Here _vmm_goto_EL2 is a simple wrapper around smc #0, entry_point is a physical address of the initialization routine, and the last two parameters are passed to it in x0 and x1 registers. To return, the initialization routine calls smc #0 with x0=0xc2000401, x1=status (the only piece of information that was obtained by disassembling the proprietary hypervisor).

The semantics of this interface are as follows:

• x1 (status) is passed to the kernel as the return value of _vmm_goto_EL2. If it is nonzero, the firmware resets the HYP state to default, and further hvc calls result in an exception.
• EL2 initialization code only runs on the boot CPU. When further CPUs are brought up, it's EL2 state is copied from the one established by the initialization routine, with one exception: sp is set to bootcore.sp + VMM_STACK_OFFSET * core_index. The numbering used is the same as in Linux kernel.
• The firmware saves the value of vbar_el2 at exit from the initialization routine, and restores it to this value at some random (unknown) points. This means that the address of the exception vector can not be changed later by EL2 code.

Normal KVM/ARM bootstrap process:

• The code in head.S detects being booted in EL2 and sets the EL2 exception vector to a so-called "HYP stub" (basically a backdoor), and drops to EL1 to continue booting.
• When the KVM subsystem begins initialization, it calls the backdoor to run its initialization code, and changes vbar_el2 to point to the real exception vector.

KVM/ARM bootstrap process with this patch:

• After mm_init() is called from start_kernel, a new function preinit_hyp_mode() is called, that calls the KVM initialization code via the TrustZone backdoor (initialization code itself was also changed to exit via smc #0 instead of eret).

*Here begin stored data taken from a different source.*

//! Cover-image uploads stored on local disk.
//!
//! The destination directory is part of [`UploadConfig`] and is injected
//! when [`DiskUploads`] is built. Files are streamed chunk by chunk so the
//! size limit is enforced before the whole upload is buffered.

use std::collections::HashSet;
use std::io;
use std::path::PathBuf;
use std::sync::Arc;

use chrono::Utc;
use thiserror::Error;
use tokio::fs::{File, OpenOptions};
use tokio::io::AsyncWriteExt;

use crate::config::{self, BlogConfigSnapshot};
use crate::errors::BlogError;

/// Errors that can occur while storing an upload
#[derive(Error, Debug)]
pub enum UploadError {
    #[error("File '{filename}' exceeds maximum size of {max_bytes} bytes")]
    TooLarge { filename: String, max_bytes: u64 },

    #[error("Content type '{content_type}' is not allowed")]
    ContentTypeRejected { content_type: String },

    #[error("I/O error: {source}")]
    Io {
        #[from]
        source: std::io::Error,
    },
}

impl From<UploadError> for BlogError {
    fn from(err: UploadError) -> Self {
        let message = err.to_string();
        match err {
            UploadError::TooLarge { .. } => BlogError::payload_too_large(message),
            UploadError::ContentTypeRejected { .. } => BlogError::unsupported_media_type(message),
            UploadError::Io { .. } => {
                BlogError::general_error("Failed to store upload").with_source(err.into())
            }
        }
    }
}

/// Where and how uploads are stored.
#[derive(Debug, Clone)]
pub struct UploadConfig {
    /// Directory files are written to
    pub dir: PathBuf,
    /// Public URL prefix the directory is served under
    pub url_prefix: String,
    /// Form field carrying the file
    pub field: String,
    /// Maximum file size in bytes (None = unlimited)
    pub max_file_bytes: Option<u64>,
    /// Maximum size of each text field sent alongside the file
    pub max_field_bytes: u64,
    /// Allowed content types (empty = all allowed)
    pub allowed_content_types: HashSet<String>,
}

impl Default for UploadConfig {
    fn default() -> Self {
        Self {
            dir: PathBuf::from("./public/uploads"),
            url_prefix: "/uploads".to_string(),
            field: "coverImage".to_string(),
            max_file_bytes: Some(5 * 1024 * 1024),
            max_field_bytes: 64 * 1024,
            allowed_content_types: HashSet::new(),
        }
    }
}

impl UploadConfig {
    pub fn new(dir: impl Into<PathBuf>) -> Self {
        Self {
            dir: dir.into(),
            ..Self::default()
        }
    }

    pub fn from_snapshot(snapshot: &BlogConfigSnapshot) -> Self {
        let defaults = Self::default();
        Self {
            dir: snapshot
                .get_string(config::UPLOADS_DIR)
                .map(PathBuf::from)
                .unwrap_or(defaults.dir),
            url_prefix: snapshot.get_or(config::UPLOADS_URL_PREFIX, &defaults.url_prefix),
            field: snapshot.get_or(config::UPLOADS_FIELD, &defaults.field),
            max_file_bytes: snapshot
                .get_u64(config::UPLOADS_MAX_FILE_BYTES)
                .or(defaults.max_file_bytes),
            max_field_bytes: snapshot
                .get_u64(config::UPLOADS_MAX_FIELD_BYTES)
                .unwrap_or(defaults.max_field_bytes),
            allowed_content_types: snapshot
                .get_list(config::UPLOADS_ALLOWED_TYPES)
                .into_iter()
                .collect(),
        }
    }

    pub fn url_prefix(mut self, prefix: &str) -> Self {
        self.url_prefix = prefix.to_string();
        self
    }

    pub fn field(mut self, name: &str) -> Self {
        self.field = name.to_string();
        self
    }

    pub fn max_file_bytes(mut self, bytes: u64) -> Self {
        self.max_file_bytes = Some(bytes);
        self
    }

    pub fn allow_content_type(mut self, content_type: &str) -> Self {
        self.allowed_content_types.insert(content_type.to_string());
        self
    }

    fn accepts(&self, content_type: Option<&str>) -> bool {
        if self.allowed_content_types.is_empty() {
            return true;
        }
        content_type.is_some_and(|ct| self.allowed_content_types.contains(ct))
    }
}

/// Strategy for naming stored files
pub trait FilenameStrategy: Send + Sync {
    fn filename(&self, original_name: &str) -> String;
}

/// `<unix-millis>-<original basename>`: readable, keeps the extension, and
/// only collides for identical names within the same millisecond.
#[derive(Debug, Clone, Default)]
pub struct TimestampFilename;

impl FilenameStrategy for TimestampFilename {
    fn filename(&self, original_name: &str) -> String {
        format!(
            "{}-{}",
            Utc::now().timestamp_millis(),
            sanitize_original_name(original_name)
        )
    }
}

/// Keep the final path component and replace anything outside
/// `[A-Za-z0-9._-]`.
pub fn sanitize_original_name(original_name: &str) -> String {
    let base = original_name
        .rsplit(|c: char| c == '/' || c == '\\')
        .next()
        .unwrap_or_default()
        .trim();

    let cleaned: String = base
        .chars()
        .map(|c| {
            if c.is_ascii_alphanumeric() || matches!(c, '.' | '_' | '-') {
                c
            } else {
                '_'
            }
        })
        .collect();

    if cleaned.trim_matches('.').is_empty() {
        "upload".to_string()
    } else {
        cleaned
    }
}

/// A file that has been written to the upload directory.
#[derive(Debug, Clone, PartialEq)]
pub struct StoredFile {
    pub filename: String,
    pub original_name: String,
    pub content_type: Option<String>,
    pub size_bytes: u64,
    pub path: PathBuf,
    pub url: String,
}

impl StoredFile {
    /// Public URL, e.g. `/uploads/1718000000000-cat.png`
    pub fn url(&self) -> &str {
        &self.url
    }
}

/// Upload handler writing into one fixed directory.
#[derive(Clone)]
pub struct DiskUploads {
    config: UploadConfig,
    names: Arc<dyn FilenameStrategy>,
}

impl DiskUploads {
    pub fn new(config: UploadConfig) -> Self {
        Self {
            config,
            names: Arc::new(TimestampFilename),
        }
    }

    pub fn with_strategy(mut self, names: Arc<dyn FilenameStrategy>) -> Self {
        self.names = names;
        self
    }

    pub fn config(&self) -> &UploadConfig {
        &self.config
    }

    /// Open the destination file for a new upload.
    pub async fn begin(
        &self,
        original_name: &str,
        content_type: Option<&str>,
    ) -> Result<PendingUpload, UploadError> {
        if !self.config.accepts(content_type) {
            return Err(UploadError::ContentTypeRejected {
                content_type: content_type.unwrap_or("unknown").to_string(),
            });
        }

        tokio::fs::create_dir_all(&self.config.dir).await?;

        let (filename, path, file) = self.create_unique(original_name).await?;

        tracing::debug!(%filename, dir = %self.config.dir.display(), "upload started");

        Ok(PendingUpload {
            file,
            path,
            url: format!("{}/{}", self.config.url_prefix.trim_end_matches('/'), filename),
            filename,
            original_name: original_name.to_string(),
            content_type: content_type.map(str::to_string),
            written: 0,
            max_bytes: self.config.max_file_bytes,
        })
    }

    /// Existing files are never truncated. A taken name is retried with a
    /// numeric suffix before the extension.
    async fn create_unique(
        &self,
        original_name: &str,
    ) -> Result<(String, PathBuf, File), UploadError> {
        let base = self.names.filename(original_name);
        let mut attempt = 0;
        loop {
            let filename = if attempt == 0 {
                base.clone()
            } else {
                numbered(&base, attempt)
            };
            let path = self.config.dir.join(&filename);
            match OpenOptions::new()
                .write(true)
                .create_new(true)
                .open(&path)
                .await
            {
                Ok(file) => return Ok((filename, path, file)),
                Err(e) if e.kind() == io::ErrorKind::AlreadyExists && attempt < MAX_NAME_ATTEMPTS => {
                    tracing::debug!(%filename, "upload name taken, retrying");
                    attempt += 1;
                }
                Err(e) => return Err(e.into()),
            }
        }
    }

    /// Store an in-memory file in one go.
    pub async fn store_bytes(
        &self,
        original_name: &str,
        content_type: Option<&str>,
        bytes: &[u8],
    ) -> Result<StoredFile, UploadError> {
        let mut pending = self.begin(original_name, content_type).await?;
        pending.write_chunk(bytes).await?;
        pending.finish().await
    }

    /// Remove a stored file, e.g. because the request that uploaded it failed.
    pub async fn discard(&self, file: &StoredFile) {
        match tokio::fs::remove_file(&file.path).await {
            Ok(()) => tracing::debug!(filename = %file.filename, "discarded upload"),
            Err(e) => tracing::warn!(filename = %file.filename, error = %e, "failed to discard upload"),
        }
    }
}

const MAX_NAME_ATTEMPTS: u32 = 16;

/// `cat.png` becomes `cat-2.png`.
fn numbered(filename: &str, n: u32) -> String {
    match filename.rsplit_once('.') {
        Some((stem, ext)) if !stem.is_empty() => format!("{stem}-{n}.{ext}"),
        _ => format!("{filename}-{n}"),
    }
}

/// An upload being streamed to disk.
pub struct PendingUpload {
    file: File,
    path: PathBuf,
    url: String,
    filename: String,
    original_name: String,
    content_type: Option<String>,
    written: u64,
    max_bytes: Option<u64>,
}

impl PendingUpload {
    /// Append a chunk. Going over the size limit removes the partial file.
    pub async fn write_chunk(&mut self, chunk: &[u8]) -> Result<(), UploadError> {
        let next = self.written + chunk.len() as u64;
        if let Some(max_bytes) = self.max_bytes {
            if next > max_bytes {
                let _ = tokio::fs::remove_file(&self.path).await;
                return Err(UploadError::TooLarge {
                    filename: self.original_name.clone(),
                    max_bytes,
                });
            }
        }

        self.file.write_all(chunk).await?;
        self.written = next;
        Ok(())
    }

    pub async fn finish(mut self) -> Result<StoredFile, UploadError> {
        self.file.flush().await?;

        tracing::info!(
            filename = %self.filename,
            original = %self.original_name,
            size = self.written,
            "upload stored"
        );

        Ok(StoredFile {
            filename: self.filename,
            original_name: self.original_name,
            content_type: self.content_type,
            size_bytes: self.written,
            path: self.path,
            url: self.url,
        })
    }

    /// Drop the partial file.
    pub async fn abort(self) {
        let PendingUpload { file, path, .. } = self;
        drop(file);
        let _ = tokio::fs::remove_file(&path).await;
    }
}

This point is chosen because before that that code would fail on a memory allocation, and if done too late other cores could be already running.
• When the normal ("late") KVM initialization routine starts, it initializes everything except the EL2 state.
• The check for EL2 boot in arch/arm64/include/asm/virt.h is replaced with a simple return 1;

What did not work:

• In the early bootup code, use the backdoor to enter EL2, and continue booting from there, imitating normal EL2 boot. This probably fails later when secondary cores boot up, causing a sanity check in arch/arm64/include/asm/virt.h to fail (boot CPU booted in EL2, others in EL1).
• Use the backdoor early to bootstrap a valid-looking HYP stub, then let KVM boot normally. Does not work due to the custom vbar_el2 handling, see above.